Speaking after the match, Sweeny expressed his sympathy for his stricken opponent.

“I just feel so sorry for Zizou – these are the tournaments we all dream of playing,” he said.

“To end the match like that… I guess I’m just extremely lucky for that to happen to me. But yeah, it was extremely brutal. The sun was very hot today.

“I was so tight to close that second set out – he was really battling physically – but it was really good and resilient from me today.

“It feels a bit surreal; to do it in any way is amazing, but to do it like that, I wasn’t expecting that at all. He was looking pretty fresh there.

“I’m just soaking it all in now, and I can’t wait for main draw.”

The win will ensure Sweeny, who has become a cult hero at Melbourne Park after three qualifying final wins, will make his main draw debut, having been eliminated at the qualifying stage for each of the last three Australian Opens.

Joining him in clearing the final qualifying hurdle is Omar Jasika, who recovered from a set down to defeat Abedallah Shelbayh.

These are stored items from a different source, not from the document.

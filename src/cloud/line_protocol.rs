//! InfluxDB line protocol points.
//!
//! `measurement,tag=v,tag=v field=1i,field=2.5 <seconds>`
//!
//! Integer fields carry the `i` suffix. Timestamps are whole seconds and
//! the writer must request `precision=s`.

use core::fmt::{self, Write};

#[derive(Debug, Clone, Copy, PartialEq)]
pub enum FieldValue {
    Int(i64),
    Float(f64),
}

impl fmt::Display for FieldValue {
    fn fmt(&self, f: &mut fmt::Formatter<'_>) -> fmt::Result {
        match self {
            Self::Int(v) => write!(f, "{v}i"),
            Self::Float(v) => write!(f, "{v}"),
        }
    }
}

#[derive(Debug, Clone, PartialEq, Default)]
pub struct Point {
    measurement: String,
    tags: Vec<(String, String)>,
    fields: Vec<(String, FieldValue)>,
    timestamp_s: Option<u64>,
}

impl Point {
    pub fn new(measurement: &str) -> Self {
        Self {
            measurement: measurement.to_owned(),
            ..Self::default()
        }
    }

    pub fn add_tag(&mut self, key: &str, value: &str) {
        self.tags.push((key.to_owned(), value.to_owned()));
    }

    pub fn add_int(&mut self, key: &str, value: i64) {
        self.fields.push((key.to_owned(), FieldValue::Int(value)));
    }

    pub fn add_float(&mut self, key: &str, value: f64) {
        self.fields.push((key.to_owned(), FieldValue::Float(value)));
    }

    /// Drop fields and timestamp, keep measurement and tags.
    pub fn clear_fields(&mut self) {
        self.fields.clear();
        self.timestamp_s = None;
    }

    pub fn set_timestamp(&mut self, unix_secs: u64) {
        self.timestamp_s = Some(unix_secs);
    }

    pub fn measurement(&self) -> &str {
        &self.measurement
    }

    pub fn tag(&self, key: &str) -> Option<&str> {
        self.tags.iter().find(|(k, _)| k == key).map(|(_, v)| v.as_str())
    }

    pub fn field(&self, key: &str) -> Option<FieldValue> {
        self.fields.iter().find(|(k, _)| k == key).map(|(_, v)| *v)
    }

    pub fn has_fields(&self) -> bool {
        !self.fields.is_empty()
    }

    pub fn timestamp(&self) -> Option<u64> {
        self.timestamp_s
    }

    /// Serialise to one line, no trailing newline.
    pub fn to_line(&self) -> String {
        let mut line = String::new();
        // Writing into a String cannot fail.
        let _ = self.write_line(&mut line);
        line
    }

    fn write_line(&self, out: &mut impl Write) -> fmt::Result {
        escape_into(out, &self.measurement, &[',', ' '])?;
        for (k, v) in &self.tags {
            out.write_char(',')?;
            escape_into(out, k, &[',', '=', ' '])?;
            out.write_char('=')?;
            escape_into(out, v, &[',', '=', ' '])?;
        }
        for (i, (k, v)) in self.fields.iter().enumerate() {
            out.write_char(if i == 0 { ' ' } else { ',' })?;
            escape_into(out, k, &[',', '=', ' '])?;
            write!(out, "={v}")?;
        }
        if let Some(ts) = self.timestamp_s {
            write!(out, " {ts}")?;
        }
        Ok(())
    }
}

fn escape_into(out: &mut impl Write, s: &str, special: &[char]) -> fmt::Result {
    for c in s.chars() {
        if special.contains(&c) {
            out.write_char('\\')?;
        }
        out.write_char(c)?;
    }
    Ok(())
}
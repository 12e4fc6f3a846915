//! GPS receiver on UART2 feeding the NMEA decoder.
//!
//! The UART driver is created once at boot and kept for the lifetime of
//! the firmware; `begin`/`end` only gate whether bytes are consumed, so
//! modes can open and close the feed freely.
//!
//! - **`target_os = "espidf"`**: `esp_idf_hal::uart::UartDriver`, read
//!   without blocking.
//! - **`not(target_os = "espidf")`**: a byte queue that tests and the
//!   simulator push NMEA text into.

#[cfg(not(target_os = "espidf"))]
use std::collections::VecDeque;

use log::info;

use super::nmea::NmeaDecoder;
use crate::sensors::GpsFix;

const READ_CHUNK: usize = 64;

pub struct GpsReceiver {
    #[cfg(target_os = "espidf")]
    uart: esp_idf_hal::uart::UartDriver<'static>,
    #[cfg(not(target_os = "espidf"))]
    rx: VecDeque<u8>,
    decoder: NmeaDecoder,
    open: bool,
}

impl GpsReceiver {
    #[cfg(target_os = "espidf")]
    pub fn new(uart: esp_idf_hal::uart::UartDriver<'static>) -> Self {
        Self {
            uart,
            decoder: NmeaDecoder::new(),
            open: false,
        }
    }

    #[cfg(not(target_os = "espidf"))]
    pub fn new() -> Self {
        Self {
            rx: VecDeque::new(),
            decoder: NmeaDecoder::new(),
            open: false,
        }
    }

    /// Queue simulated receiver output.
    #[cfg(not(target_os = "espidf"))]
    pub fn inject(&mut self, bytes: &[u8]) {
        self.rx.extend(bytes);
    }

    pub fn is_open(&self) -> bool {
        self.open
    }

    pub fn begin(&mut self, baud: u32) {
        #[cfg(target_os = "espidf")]
        {
            if let Err(e) = self.uart.change_baudrate(baud) {
                log::warn!("GPS: baud change failed ({e})");
            }
            let _ = self.uart.clear_rx();
        }
        #[cfg(not(target_os = "espidf"))]
        self.rx.clear();

        self.decoder.reset();
        self.open = true;
        info!("GPS: feed open at {} baud", baud);
    }

    pub fn end(&mut self) {
        if !self.open {
            return;
        }
        self.open = false;
        self.decoder.reset();
        info!("GPS: feed closed");
    }

    /// Decode at most `max_bytes` pending bytes. Returns the count consumed.
    pub fn pump(&mut self, max_bytes: usize) -> usize {
        if !self.open {
            return 0;
        }
        let mut consumed = 0;
        let mut buf = [0u8; READ_CHUNK];
        while consumed < max_bytes {
            let want = (max_bytes - consumed).min(READ_CHUNK);
            let n = self.read_pending(&mut buf[..want]);
            if n == 0 {
                break;
            }
            self.decoder.push_all(&buf[..n]);
            consumed += n;
        }
        consumed
    }

    #[cfg(target_os = "espidf")]
    fn read_pending(&mut self, buf: &mut [u8]) -> usize {
        self.uart.read(buf, esp_idf_hal::delay::NON_BLOCK).unwrap_or(0)
    }

    #[cfg(not(target_os = "espidf"))]
    fn read_pending(&mut self, buf: &mut [u8]) -> usize {
        let n = buf.len().min(self.rx.len());
        for (slot, b) in buf.iter_mut().zip(self.rx.drain(..n)) {
            *slot = b;
        }
        n
    }

    pub fn fix(&self) -> Option<GpsFix> {
        self.decoder.fix()
    }

    pub fn satellites(&self) -> u8 {
        self.decoder.satellites()
    }
}

#[cfg(not(target_os = "espidf"))]
impl Default for GpsReceiver {
    fn default() -> Self {
        Self::new()
    }
}
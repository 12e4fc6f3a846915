fn main() {
    println!("cargo:rerun-if-env-changed=ORION_WIFI_SSID");
    println!("cargo:rerun-if-env-changed=ORION_WIFI_PASS");

    // Host builds (tests, property checks) have no ESP-IDF toolchain.
    #[cfg(feature = "espidf")]
    embuild::espidf::sysenv::output();
}
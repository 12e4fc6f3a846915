//! Status display adapter.
//!
//! Keeps a frame of text rows the size of a 128×64 panel with a 6×8 font
//! and writes the frame to the log on `flush` when it changed. A real
//! panel driver would implement [`DisplayPort`] the same way, drawing the
//! frame instead of logging it.

use log::info;

use crate::app::ports::DisplayPort;

pub const ROWS: usize = 8;
pub const COLS: usize = 21;

#[derive(Debug, Default)]
pub struct LogDisplay {
    frame: [String; ROWS],
    shown: [String; ROWS],
    flushes: u32,
}

impl LogDisplay {
    pub fn new() -> Self {
        Self::default()
    }

    /// Row contents as last flushed.
    pub fn shown(&self) -> &[String; ROWS] {
        &self.shown
    }

    /// Flushes that actually changed the panel.
    pub fn flushes(&self) -> u32 {
        self.flushes
    }
}

impl DisplayPort for LogDisplay {
    fn clear(&mut self) {
        for row in &mut self.frame {
            row.clear();
        }
    }

    fn print_line(&mut self, row: u8, text: &str) {
        let Some(slot) = self.frame.get_mut(usize::from(row)) else {
            return;
        };
        slot.clear();
        slot.extend(text.chars().take(COLS));
    }

    fn flush(&mut self) {
        if self.frame == self.shown {
            return;
        }
        self.shown.clone_from(&self.frame);
        self.flushes += 1;
        for (i, row) in self.shown.iter().enumerate().filter(|(_, r)| !r.is_empty()) {
            info!("LCD {} | {}", i, row);
        }
    }
}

The win sees him return to grand slam tennis for the first time since 2017, with a positive test for cocaine in December of that year seeing him cop a two-year ban from the Australian Sports Anti-Doping Authority (ASADA).

It was a less lucky day for Australia’s women’s qualifiers, with Maya Joint, Destanee Aiava and Priscilla Hon all losing to end their main draw dreams.

Aiava led 3-0 in the deciding set before opponent Renata Zarazua took a medical timeout, before returning and winning six of the last seven games to become the first Mexican woman since 2000 to reach the main draw at Melbourne Park.

United Cup doubles hero Storm Hunter was the only Aussie to qualify on the women’s side, fighting back from a set down to beat Dominika Salkova.